Amandine Basson est une psychiatre géniale, mais il ne faut pas trop lui dire parce que ses chevilles vont gonfler et après elle ne pourra plus courir dans la montagne.

21/09/2021

Laboratoire de Schizophrénie Contrôlée

D'autres états de conscience sont possibles. Nous les explorons au sein du Laboratoire de Schizophrénie Contrôlée en utilisant, entre autre, la transe cognitive auto-induite

19/08/2021

La vérité nous rattrape

 Il m'aura fallu 36 années et 4 consultations récentes (d'avril à juin 2021) pour découvrir le secret de celle qui en 1985 avait posé le diagnostic initial et fatal de schizophrénie :

En 1985, au CHS de Bassens, le Docteur Hélène Aussedat, alors jeune interne, était en fait terrorisée par le Docteur Jean-Paul Chabannes, son chef de service. En deux jours, elle avait posé le diagnostic cruel et sans appel à mon égard : Schizophrénie.

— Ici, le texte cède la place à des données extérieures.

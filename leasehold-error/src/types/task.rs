use std::any::Any;

use crate::{ErrorExt, StatusCode};

/// Ошибки отчётов по задачам и учёта аренд.
#[derive(Debug, Clone, PartialEq, Eq)]
pub enum TaskError {
    /// RPC complete/fail не прошёл; кредит слота удержан
    ReportFailed {
        task_id: u64,
        action: &'static str,
        reason: String,
    },
    /// Блокировка задачи уже истекла, отчёт не отправлялся
    StaleCompletion {
        task_id: u64,
        lock_expiration: String,
    },
    /// По задаче уже был отчёт (или она не арендована этой подпиской)
    AlreadyResolved { task_id: u64 },
    /// Возврат кредитов сверх ёмкости: двойное завершение
    CreditOverflow {
        subscription_id: u64,
        capacity: u32,
        available: u32,
        released: u32,
    },
}

impl std::fmt::Display for TaskError {
    fn fmt(
        &self,
        f: &mut std::fmt::Formatter<'_>,
    ) -> std::fmt::Result {
        match self {
            Self::ReportFailed {
                task_id,
                action,
                reason,
            } => write!(f, "Failed to {action} task {task_id}: {reason}"),
            Self::StaleCompletion {
                task_id,
                lock_expiration,
            } => write!(
                f,
                "Lock of task {task_id} expired at {lock_expiration}; report not sent"
            ),
            Self::AlreadyResolved { task_id } => {
                write!(f, "Task {task_id} is not leased or already resolved")
            }
            Self::CreditOverflow {
                subscription_id,
                capacity,
                available,
                released,
            } => write!(
                f,
                "Credit overflow on subscription {subscription_id}: {available} + {released} exceeds capacity {capacity}"
            ),
        }
    }
}

impl std::error::Error for TaskError {}

impl ErrorExt for TaskError {
    fn status_code(&self) -> StatusCode {
        match self {
            Self::ReportFailed { .. } => StatusCode::TaskReportFailed,
            Self::StaleCompletion { .. } => StatusCode::StaleCompletion,
            Self::AlreadyResolved { .. } => StatusCode::TaskAlreadyResolved,
            Self::CreditOverflow { .. } => StatusCode::CreditOverflow,
        }
    }

    fn as_any(&self) -> &dyn Any {
        self
    }

    fn metrics_tags(&self) -> Vec<(&'static str, String)> {
        let mut tags = vec![
            ("error_type", "task".to_string()),
            ("status_code", self.status_code().to_string()),
        ];

        match self {
            Self::ReportFailed {
                task_id, action, ..
            } => {
                tags.push(("task_id", task_id.to_string()));
                tags.push(("action", action.to_string()));
            }
            Self::StaleCompletion { task_id, .. } | Self::AlreadyResolved { task_id } => {
                tags.push(("task_id", task_id.to_string()));
            }
            Self::CreditOverflow {
                subscription_id, ..
            } => tags.push(("subscription_id", subscription_id.to_string())),
        }

        tags
    }
}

Ces psychiatres appliquèrent à ce moment-là de force le protocole médical classique : neuroleptiques et anxiolytiques. Puis voyant qu'il ne fonctionnait pas, ou pas assez rapidement, à leur gout, ils le renforcèrent en augmentant les doses et en ajoutant d'autres molécules. Ceci eu pour effet de me plonger dans un bardo psychologique, me rendant dépressif et doutant de tout. En moins d'un mois, je n'étais plus rien d'autre qu'un malade mental. Le jeune artiste prometteur n'était maintenant plus qu'un zombie

L'hospitalisation fut une expérience effrayante. Après un mois de traitement, je ne savais plus compter et lisais difficilement à cause d'un relâchement du muscle optique provoqué par les médicaments qui rendait ma vision floue. De jour en jour, je me voyais dépérir, devenant de plus en plus baveux, obèse, idiot et effrayé.

Mon avenir serait désormais conditionné par les médicaments et par les drogues.

Oui, Hélène Aussedat et Jean-Paul Chabannes ont fait un sale boulot : ils m'ont rendu psychotique.

Cela arrangea quand même un peu maman qui pouvait alors m'imposer ses volontés. Je redevenais son objet, sa plante à soigner, légume que j'étais devenu. D'abord, elle me barra la voie du retour à mes chères études artistiques Ce fut la première chose qu'elle fit. "Les Beaux-Arts, c'est fini pour toi !". J'étais à un an et demi du diplôme supérieur d'Art plastique (Bac +5), mais c'était terminé. 

Je devenais quelqu'un comme tout le monde, quelqu'un que je n'avais pas choisi d'être.